§ **Information supplied**:
=== Begin Enclosure ===
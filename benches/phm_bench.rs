use criterion::{black_box, criterion_group, criterion_main, BenchmarkId, Criterion};
use ndarray::Array2;
use rand::Rng;

use phui_miner::{Database, PhmConfig, PhmMiner, PhuiCollection, PruningStrategies};

/// Generate a synthetic utility matrix
///
/// Parameters:
/// - num_transactions: Number of transactions
/// - num_items: Total number of possible items
/// - avg_transaction_size: Average items per transaction
/// - max_utility: Largest utility of one item occurrence
fn generate_database(
    num_transactions: usize,
    num_items: usize,
    avg_transaction_size: usize,
    max_utility: u64,
) -> Database {
    let mut rng = rand::thread_rng();
    let mut data = vec![0u64; num_transactions * num_items];

    for tx_idx in 0..num_transactions {
        let random_factor: f64 = rng.r#gen();
        let num_items_in_tx = (avg_transaction_size as f64 * (0.5 + random_factor)).round() as usize;
        let num_items_in_tx = num_items_in_tx.min(num_items);

        for _ in 0..num_items_in_tx {
            let item = rng.gen_range(0..num_items);
            data[tx_idx * num_items + item] = rng.gen_range(1..=max_utility);
        }
    }

    let matrix = Array2::from_shape_vec((num_transactions, num_items), data).unwrap();
    Database::from_utility_matrix(matrix.view())
}

fn total_utility(db: &Database) -> u64 {
    db.iter().map(|t| t.transaction_utility()).sum()
}

fn config_for(db: &Database, utility_ratio: f64) -> PhmConfig {
    PhmConfig::new((total_utility(db) as f64 * utility_ratio) as u64)
        .with_periodicity(1, db.len() / 5)
        .with_average_periodicity(1.0, (db.len() / 10).max(1) as f64)
}

fn mine(db: &Database, config: &PhmConfig) -> usize {
    let mut phuis = PhuiCollection::new();
    PhmMiner::new(config.clone()).mine(db, &mut phuis).unwrap();
    phuis.len()
}

/// Benchmark PHM with different dataset sizes
fn bench_phm_scaling(c: &mut Criterion) {
    let mut group = c.benchmark_group("phm_scaling");

    let configs = vec![
        ("small_100tx", 100, 20, 5),
        ("medium_500tx", 500, 50, 8),
        ("large_1000tx", 1000, 100, 10),
        ("xlarge_5000tx", 5000, 100, 12),
    ];

    for (name, num_tx, num_items, avg_size) in configs {
        let db = generate_database(num_tx, num_items, avg_size, 10);
        let config = config_for(&db, 0.01);

        group.bench_with_input(BenchmarkId::from_parameter(name), &db, |b, db| {
            b.iter(|| mine(black_box(db), black_box(&config)));
        });
    }

    group.finish();
}

/// Benchmark PHM with different minimum utility thresholds
fn bench_phm_min_utility(c: &mut Criterion) {
    let mut group = c.benchmark_group("phm_min_utility");

    let db = generate_database(1000, 50, 8, 10);

    for &ratio in &[0.002, 0.005, 0.01, 0.02, 0.05] {
        let config = config_for(&db, ratio);
        group.bench_with_input(BenchmarkId::from_parameter(format!("{:.3}", ratio)), &config, |b, config| {
            b.iter(|| mine(black_box(&db), black_box(config)));
        });
    }

    group.finish();
}

/// Benchmark each pruning strategy on its own
fn bench_phm_pruning(c: &mut Criterion) {
    let mut group = c.benchmark_group("phm_pruning");

    let db = generate_database(1000, 40, 8, 10);
    let base = config_for(&db, 0.005);

    let strategies = vec![
        ("none", PruningStrategies::none()),
        ("la_prune", PruningStrategies { la_prune: true, ..PruningStrategies::none() }),
        ("eucp", PruningStrategies { eucp: true, ..PruningStrategies::none() }),
        ("escp", PruningStrategies { escp: true, ..PruningStrategies::none() }),
        ("all", PruningStrategies::all()),
    ];

    for (name, pruning) in strategies {
        let config = base.clone().with_pruning(pruning);
        group.bench_with_input(BenchmarkId::from_parameter(name), &config, |b, config| {
            b.iter(|| mine(black_box(&db), black_box(config)));
        });
    }

    group.finish();
}

/// Sequential vs parallel search
fn bench_phm_parallel(c: &mut Criterion) {
    let mut group = c.benchmark_group("phm_parallel");

    let db = generate_database(2000, 60, 10, 10);
    let base = config_for(&db, 0.005);

    for parallel in [false, true] {
        let config = base.clone().with_parallel(parallel);
        group.bench_with_input(BenchmarkId::from_parameter(parallel), &config, |b, config| {
            b.iter(|| mine(black_box(&db), black_box(config)));
        });
    }

    group.finish();
}

criterion_group!(
    benches,
    bench_phm_scaling,
    bench_phm_min_utility,
    bench_phm_pruning,
    bench_phm_parallel
);
criterion_main!(benches);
=== End Enclosure ===
§ **What you should do**:
Search the data above and return each line in which "matrix" occurs.

§ **Response to the exercise**:
/// Generate a synthetic utility matrix
    let matrix = Array2::from_shape_vec((num_transactions, num_items), data).unwrap();
    Database::from_utility_matrix(matrix.view())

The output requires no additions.